Don Kistler, founder of Northampton Press, said the following about this volume: "This is a precious volume, because it is the last sermon many of these Puritan pastors preached to their congregations before they were forced out of their pulpits. Yet you will not find any bitterness or acrimony in their sermons. Instead, they do what they had done every other Lord's Day: They preached the glories of Christ.
First published in 2 volumes in the 1600's, then retypeset in 1816 in a single volume, and then published again in 1992, this wonderful collection of Puritan sermons is now available once again. Who knows when it might be available after this edition is gone? Do not miss this opportunity to have this marvelous work. You will be the richer for it. Also, this will likely be your only chance to read sermons by some of the lesser-known, but not lesser-important men represented here, such as Lazarus Seaman, Thomas Lye, George Evanke, and Thomas Jacomb. Solid Ground is to be commended for choosing to reprint this work. Now commend them yourself by purchasing it!"

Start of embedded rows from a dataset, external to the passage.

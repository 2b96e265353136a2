// src/context/mod.rs

use crate::config::Settings;
use crate::tools::{GithubTool, Tool, ToolError, WeatherTool};
use std::collections::HashMap;

/// Runtime context for the executor: the tools a plan may call, by name.
pub struct Context {
    tools: HashMap<String, Box<dyn Tool>>,
}

impl Context {
    pub fn new() -> Self {
        Self {
            tools: HashMap::new(),
        }
    }

    /// Registers the GitHub and weather tools configured from `settings`.
    pub fn from_settings(settings: &Settings) -> Result<Self, ToolError> {
        Ok(Self::new()
            .register_tool(GithubTool::new(settings)?)
            .register_tool(WeatherTool::new(settings)?))
    }

    pub fn register_tool<T: Tool + 'static>(mut self, tool: T) -> Self {
        self.tools.insert(tool.name().into(), Box::new(tool));
        self
    }

    pub fn get_tool(&self, name: &str) -> Option<&dyn Tool> {
        self.tools.get(name).map(|boxed| boxed.as_ref())
    }

    /// Registered tool names, sorted.
    pub fn tool_names(&self) -> Vec<&str> {
        let mut names: Vec<&str> = self.tools.keys().map(String::as_str).collect();
        names.sort_unstable();
        names
    }
}

impl Default for Context {
    fn default() -> Self {
        Self::new()
    }
}
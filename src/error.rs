// src/error.rs

use crate::llm::LlmError;
use crate::tools::ToolError;
use thiserror::Error;

/// Everything that can stop a pipeline run. Tool and parse failures never
/// reach this type; they are recorded as data along the way.
#[derive(Debug, Error)]
pub enum RuntimeError {
    #[error(transparent)]
    Tool(#[from] ToolError),

    #[error(transparent)]
    Llm(#[from] LlmError),
}
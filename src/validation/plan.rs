// src/validation/plan.rs

use crate::protocol::Plan;
use serde_json::{Value, json};
use std::collections::HashSet;

#[derive(Debug, PartialEq)]
pub enum PlanValidationError {
    EmptyPlan,
    DuplicateStepId(i64),
    InvalidTool { step_id: i64, tool: String },
    ParamTypeMismatch {
        step_id: i64,
        param: &'static str,
        expected: &'static str,
    },
}

impl PlanValidationError {
    pub fn hint(&self) -> (String, Option<Value>) {
        match self {
            PlanValidationError::EmptyPlan => ("Plan has no steps; nothing will run.".to_string(), None),
            PlanValidationError::DuplicateStepId(id) => (
                format!("Duplicate step_id {id}; later results overwrite earlier ones."),
                id.checked_add(1).map(|next| json!({ "step_id": next })),
            ),
            PlanValidationError::InvalidTool { step_id, tool } => (
                format!("Step {step_id} uses unknown tool '{tool}'."),
                Some(json!({ "tool": "github | weather" })),
            ),
            PlanValidationError::ParamTypeMismatch {
                step_id,
                param,
                expected,
            } => (
                format!("Step {step_id}: param '{param}' should be {expected}."),
                Some(json!({ "params": { param.to_string(): expected } })),
            ),
        }
    }
}

type ParamCheck = (&'static str, &'static str, fn(&Value) -> bool);

const GITHUB_PARAMS: &[ParamCheck] = &[
    ("query", "a string", Value::is_string as fn(&Value) -> bool),
    ("limit", "a non-negative integer", Value::is_u64 as fn(&Value) -> bool),
];
const WEATHER_PARAMS: &[ParamCheck] = &[("city", "a string", Value::is_string as fn(&Value) -> bool)];

/// Lints a plan against the registered tools. Advisory only: the executor
/// still runs every step.
pub fn validate_plan(plan: &Plan, registered_tools: &[&str]) -> Vec<PlanValidationError> {
    let mut errors = Vec::new();
    let mut seen = HashSet::new();

    if plan.steps.is_empty() {
        errors.push(PlanValidationError::EmptyPlan);
    }

    for step in &plan.steps {
        if !seen.insert(step.step_id) {
            errors.push(PlanValidationError::DuplicateStepId(step.step_id));
        }

        if !registered_tools.contains(&step.tool.as_str()) {
            errors.push(PlanValidationError::InvalidTool {
                step_id: step.step_id,
                tool: step.tool.clone(),
            });
            continue;
        }

        let expectations: &[ParamCheck] = match step.tool.as_str() {
            "github" => GITHUB_PARAMS,
            "weather" => WEATHER_PARAMS,
            _ => &[],
        };

        for &(param, expected, check) in expectations {
            match step.params.get(param) {
                Some(value) if !value.is_null() && !check(value) => {
                    errors.push(PlanValidationError::ParamTypeMismatch {
                        step_id: step.step_id,
                        param,
                        expected,
                    });
                }
                _ => {}
            }
        }
    }

    errors
}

Ray Rhodes, founder of Nourished in the Word Ministries just added: "If writing makes a man more precise in his communication then writing under persecution further clarifies the message. Some of history's richest sermons have been preached and books written when the author was under either the threat or the actual fires of suffering. The authors of these "Farewell Sermons" are some of the brightest lights in all of Puritan history. Each word, sentence, and paragraph hits the target. Words cannot be wasted when life hangs in the balance. Do you want your character strengthend and your faith deepened? Read these sermons that have been washed by the tears of those who were persecuted for righteousness sake."
Robert Paul Martin, author of 'A Guide to the Puritans' wrote - "Simply one of the finest volumes ever published. The farewell sermons of great Puritan preachers. What more could we ask?"